Reported: 2019-04-22 17:55 UTC by nijin ashok
Modified: 2023-10-06 18:15 UTC (History)
18 users (show)

Fixed In Version: rhv-4.4.3-8
Doc Type: Bug Fix
Doc Text:
Previously, the Manager allowed adding or migrating hosts configured as self-hosted engine hosts to a data center or cluster other than the one in which the self-hosted engine VM is running, even though all self-hosted engine hosts should be in the same data center and cluster. The hosts' IDs were identical to what they were when initially deployed, causing a Sanlock error. Consequently, the agent failed to start. With this update, an error is raised when adding a new self-hosted engine host or migrating an existing one to a data center or cluster other than the one in which the self-hosted engine is running. To add or migrate a self-hosted engine host to a data center or cluster other than the one in which the self-hosted engine is running, you need to disable the host from being a self-hosted engine host by reinstalling it. Follow these steps in the Administration Portal: 1. Move the host to Maintenance mode. 2. Invoke Reinstall with the *Hosted Engine UNDEPLOY* option selected. If using the REST API, use the `undeploy_hosted_engine` parameter. 3. Edit the host and select the target data center and cluster. 4. Activate the host.
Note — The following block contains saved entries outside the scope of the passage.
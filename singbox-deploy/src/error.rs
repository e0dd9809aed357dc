// SPDX-License-Identifier: AGPL-3.0-or-later
//! Error types for singbox-deploy

use std::fmt;
use std::path::Path;

use thiserror::Error;

/// Result type alias for deployment operations
pub type Result<T> = std::result::Result<T, DeployError>;

/// Pipeline stage a failure occurred in
#[derive(Debug, Clone, Copy, PartialEq, Eq)]
pub enum Stage {
    Validate,
    Normalize,
    BuildSpecs,
    Render,
    WriteInbounds,
    WriteCommon,
    TlsKeyPair,
    WriteCaddy,
    ShareLinks,
    WriteSubscription,
    SaveState,
}

impl fmt::Display for Stage {
    fn fmt(&self, f: &mut fmt::Formatter<'_>) -> fmt::Result {
        let name = match self {
            Stage::Validate => "validate options",
            Stage::Normalize => "normalize inbound keys",
            Stage::BuildSpecs => "build inbound specs",
            Stage::Render => "render templates",
            Stage::WriteInbounds => "write inbound configs",
            Stage::WriteCommon => "write common config",
            Stage::TlsKeyPair => "provision tls key pair",
            Stage::WriteCaddy => "write caddy config",
            Stage::ShareLinks => "build share links",
            Stage::WriteSubscription => "write subscription file",
            Stage::SaveState => "save state",
        };
        f.write_str(name)
    }
}

/// Errors that can occur while deploying
#[derive(Error, Debug)]
pub enum DeployError {
    /// A required option is missing or malformed
    #[error("Invalid options: {message}")]
    Validation { message: String },

    /// Requested inbound key is not in the catalog
    #[error("Unknown inbound type {key:?}")]
    InvalidInbound { key: String },

    /// Spec requested for a key the catalog does not define
    #[error("Unsupported inbound type: {key}")]
    UnsupportedInbound { key: String },

    /// Template set has no body for a catalog key
    #[error("No template for key {key}")]
    MissingTemplate { key: String },

    /// Template body could not be rendered
    #[error("Failed to render template '{template}': {message}")]
    TemplateRender { template: String, message: String },

    /// Filesystem failure with the path involved
    #[error("IO error on {path}: {source}")]
    Io {
        path: String,
        #[source]
        source: std::io::Error,
    },

    /// External process failed to spawn, exited non-zero or timed out
    #[error("Command '{command}' failed: {message}")]
    ExternalProcess { command: String, message: String },

    /// Expected PEM delimiter absent from generator output
    #[error("Unable to find {delimiter} in generated output")]
    Extraction { delimiter: String },

    /// Share link requested for a protocol outside the supported set
    #[error("Share link for protocol {protocol} is not supported")]
    UnsupportedProtocol { protocol: String },

    /// State file does not exist
    #[error("State file not found: {path}")]
    StateNotFound { path: String },

    /// State file exists but is not valid state JSON
    #[error("Failed to parse state '{path}': {message}")]
    StateParse { path: String, message: String },

    /// Secure random source failed
    #[error("Random source failure: {0}")]
    RandomSource(#[from] rand::Error),

    /// Configuration file not found
    #[error("Configuration file not found: {path}")]
    ConfigNotFound { path: String },

    /// Invalid configuration contents
    #[error("Invalid configuration: {message}")]
    InvalidConfig { message: String },

    /// TOML parsing error
    #[error("TOML parse error: {0}")]
    Toml(#[from] toml::de::Error),

    /// JSON encoding or decoding error
    #[error("JSON error: {0}")]
    Json(#[from] serde_json::Error),

    /// Failure inside a named pipeline stage
    #[error("{stage} failed: {error}")]
    Stage { stage: Stage, error: Box<DeployError> },
}

impl DeployError {
    pub(crate) fn io(path: impl AsRef<Path>, source: std::io::Error) -> Self {
        DeployError::Io {
            path: path.as_ref().display().to_string(),
            source,
        }
    }

    pub(crate) fn in_stage(self, stage: Stage) -> Self {
        DeployError::Stage {
            stage,
            error: Box::new(self),
        }
    }

    /// The underlying error with any stage wrappers removed
    pub fn root(&self) -> &DeployError {
        match self {
            DeployError::Stage { error, .. } => error.root(),
            other => other,
        }
    }

    /// Stage the error was raised in, if it came out of a deployment run
    pub fn stage(&self) -> Option<Stage> {
        match self {
            DeployError::Stage { stage, .. } => Some(*stage),
            _ => None,
        }
    }
}

/// Attach a pipeline stage to a failing result
pub(crate) trait StageContext<T> {
    fn in_stage(self, stage: Stage) -> Result<T>;
}

impl<T> StageContext<T> for Result<T> {
    fn in_stage(self, stage: Stage) -> Result<T> {
        self.map_err(|e| e.in_stage(stage))
    }
}

#[cfg(test)]
mod tests {
    use super::*;

    #[test]
    fn test_root_unwraps_stages() {
        let err = DeployError::Extraction {
            delimiter: "-----BEGIN CERTIFICATE-----".to_string(),
        }
        .in_stage(Stage::TlsKeyPair);

        assert_eq!(err.stage(), Some(Stage::TlsKeyPair));
        assert!(matches!(err.root(), DeployError::Extraction { .. }));
        assert!(err.to_string().starts_with("provision tls key pair failed"));
        assert!(err.to_string().contains("BEGIN CERTIFICATE"));
    }

    #[test]
    fn test_io_error_names_path() {
        let err = DeployError::io(
            "/tmp/missing",
            std::io::Error::new(std::io::ErrorKind::NotFound, "gone"),
        );
        assert!(err.to_string().contains("/tmp/missing"));
        assert_eq!(err.stage(), None);
    }
}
For details, see the Administration Guide or REST API Guide.
Clone Of:
Environment:
Last Closed: 2020-11-24 13:09:18 UTC
oVirt Team: Infra
Target Upstream Version:
Embargoed:


Attachments (Terms of Use)
Screenshot.png (49.00 KB, image/png)
2020-06-18 15:42 UTC, Nikolai Sednev
no flags Details


Links
System ID Private Priority Status Summary Last Updated
Red Hat Knowledge Base (Solution) 4098481 0 Troubleshoot None The host is unstable after adding it as an additional hosted engine host 2019-05-01 14:14:03 UTC
Red Hat Product Errata RHSA-2020:5179 0 None None None 2020-11-24 13:10:34 UTC
oVirt gerrit 109017 0 master MERGED engine: cannot add additional HE in another DC 2021-02-21 17:44:43 UTC
oVirt gerrit 109599 0 master MERGED engine: HE host activated only in HE cluster 2021-02-21 17:44:43 UTC
oVirt gerrit 109622 0 master MERGED core: Partial revert of ee3a6dca4d33acbcca5fab7a169b0c6f1c4edefb 2021-02-21 17:44:43 UTC
oVirt gerrit 109623 0 master MERGED core: Add message to block HE host in other cluster 2021-02-21 17:44:44 UTC
oVirt gerrit 109624 0 master MERGED core: Revert of e5585ae50893ceacec269c99db63fadb4c4ca5c6 2021-02-21 17:44:44 UTC

Description nijin ashok 2019-04-22 17:55:33 UTC
Description of problem:

Currently, RHV-M GUI allows adding additional Hosted Engine hosts in another Data Center. As per the HE concept, all hosts should be in the same Data Center. 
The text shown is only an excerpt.